A nossa pobre habitava uma barraca esconsa ao fundo do quintal  de uma taberna. Portanto, cumprimentávamos e fazíamos a travessia, os bêbados a desviarem-se com respeito. Por ainda ser manhã e não estarem muito bêbados; e porque éramos “as meninas do colégio”, conheciam-nos o uniforme, bata preta e gola branca. A minha grande pena durante os três anos em que fiz aquele caminho, era não ter casa que pudesse oferecer. Constatei, era bem mais pobre que eu. A senhora tinha três ou quatro filhos pequenos, sempre sujos e esguedelhados e o casebre impressionava, tal a miséria e desorganização,  roupas, tachos e panelas ensalganhados, a amostra de mesa um amontoado  sem espaço livre, loiça suja espalhada até à rua. Éramos duas garotas e visitávamos a pobre aos sábados de manhã, depois da aula de canto coral. Talvez tivéssemos sido eleitas ou tínhamo-nos voluntariado, não sei. Íamos contentes com os sacos de géneros e apenas víamos os garotos já que a pobre tinha de trabalhar. Como achávamos a barraca muito suja, por norma fazíamos o que não era pedido e desatávamos a lavar loiça, varrer o chão de terra e eu, que sempre tive a mania de assoar crianças, aprendi que o ranho seco se resolve em paciente insistência de água e sabão. Ora, um sábado houve em que, depois de arrumações que pouco resultavam, nos enchemos de pena da mãe de família e fizemos o almoço: batatas fritas e ovos estrelados. Era a única refeição que eu sabia fazer e lembro-me da colega a contar os tostões (devia ser rica, tinha sempre moedas) para comprar os ovos que o pacote de géneros não incluía. A função  correu mais ou menos, descontando o facto de as batatas fritas aos palitos terem ficado um desastre, meio cozidas e empapadas no óleo, porque o fogão era de petróleo e estava entupido.

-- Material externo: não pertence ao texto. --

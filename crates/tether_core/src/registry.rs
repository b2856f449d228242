//! Opaque handle registries
//!
//! An engine can only carry plain integers through its opaque slots, so host
//! closures are parked in a table keyed by a random id and looked up again
//! when the engine calls back. Ids are drawn at random (never sequential) and
//! checked for collision under the table's write lock.

use dashmap::mapref::entry::Entry;
use dashmap::DashMap;
use rand::Rng;
use std::fmt;
use std::num::NonZeroUsize;

/// Identifier of a pinned entry. Never zero, so it can travel through a
/// nullable pointer slot.
#[derive(Copy, Clone, PartialEq, Eq, Hash, PartialOrd, Ord)]
pub struct HandleId(NonZeroUsize);

impl HandleId {
    fn random() -> Self {
        let mut rng = rand::thread_rng();
        loop {
            if let Some(id) = NonZeroUsize::new(rng.gen()) {
                return Self(id);
            }
        }
    }

    pub fn get(self) -> usize {
        self.0.get()
    }

    /// Rebuilds an id from a raw integer; zero is not a valid id.
    pub fn from_raw(raw: usize) -> Option<Self> {
        NonZeroUsize::new(raw).map(Self)
    }
}

impl fmt::Debug for HandleId {
    fn fmt(&self, f: &mut fmt::Formatter<'_>) -> fmt::Result {
        write!(f, "HandleId({:#x})", self.0)
    }
}

/// Thread-safe map from [`HandleId`] to a pinned host value.
pub struct HandleRegistry<T> {
    name: &'static str,
    entries: DashMap<HandleId, T>,
}

impl<T> HandleRegistry<T> {
    pub fn new(name: &'static str) -> Self {
        Self {
            name,
            entries: DashMap::new(),
        }
    }

    /// Stores `value` under a fresh id that is not live in this registry.
    pub fn pin(&self, value: T) -> HandleId {
        loop {
            let id = HandleId::random();
            match self.entries.entry(id) {
                Entry::Occupied(_) => continue,
                Entry::Vacant(slot) => {
                    slot.insert(value);
                    tracing::trace!(registry = self.name, ?id, "pinned");
                    return id;
                }
            }
        }
    }

    /// Removes and returns the entry. Returns `None` if it was never pinned
    /// or has already been unpinned.
    pub fn unpin(&self, id: HandleId) -> Option<T> {
        let removed = self.entries.remove(&id).map(|(_, value)| value);
        if removed.is_some() {
            tracing::trace!(registry = self.name, ?id, "unpinned");
        }
        removed
    }

    pub fn contains(&self, id: HandleId) -> bool {
        self.entries.contains_key(&id)
    }

    pub fn len(&self) -> usize {
        self.entries.len()
    }

    pub fn is_empty(&self) -> bool {
        self.entries.is_empty()
    }

    pub fn name(&self) -> &'static str {
        self.name
    }
}

impl<T: Clone> HandleRegistry<T> {
    /// Clones the entry out so the caller never runs it under the table lock.
    pub fn lookup(&self, id: HandleId) -> Option<T> {
        self.entries.get(&id).map(|entry| entry.value().clone())
    }
}

impl<T> fmt::Debug for HandleRegistry<T> {
    fn fmt(&self, f: &mut fmt::Formatter<'_>) -> fmt::Result {
        f.debug_struct("HandleRegistry")
            .field("name", &self.name)
            .field("len", &self.entries.len())
            .finish()
    }
}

Não foi grande ideia, mas saímos contentíssimas com a surpresa, pensando na satisfação do cansaço materno ao entrar em casa. Hoje penso diferente. Mas pronto, hoje sou adulta e não seria capaz de comer aquelas batatas.

Veio-me a pobre à mente por via da crónica de Dulce Maria Cardoso na Visão, onde se queixa que a roupa dada aos retornados era muito grande e nada de jeito. Gorou-lhe as expectativas. Mas aposto que se ma dessem a mim ou à pobre, a gente desmanchava aquilo tudo e ajeitava qualquer coisa, um vestido, uma saia, uma blusa. E ficávamos contentes. Mas a Dulce não era do nosso patamar, estava um bocadinho acima. Por isso sonhava com  um kispo xpto que não havia no meio dos monos da caridade canadiana.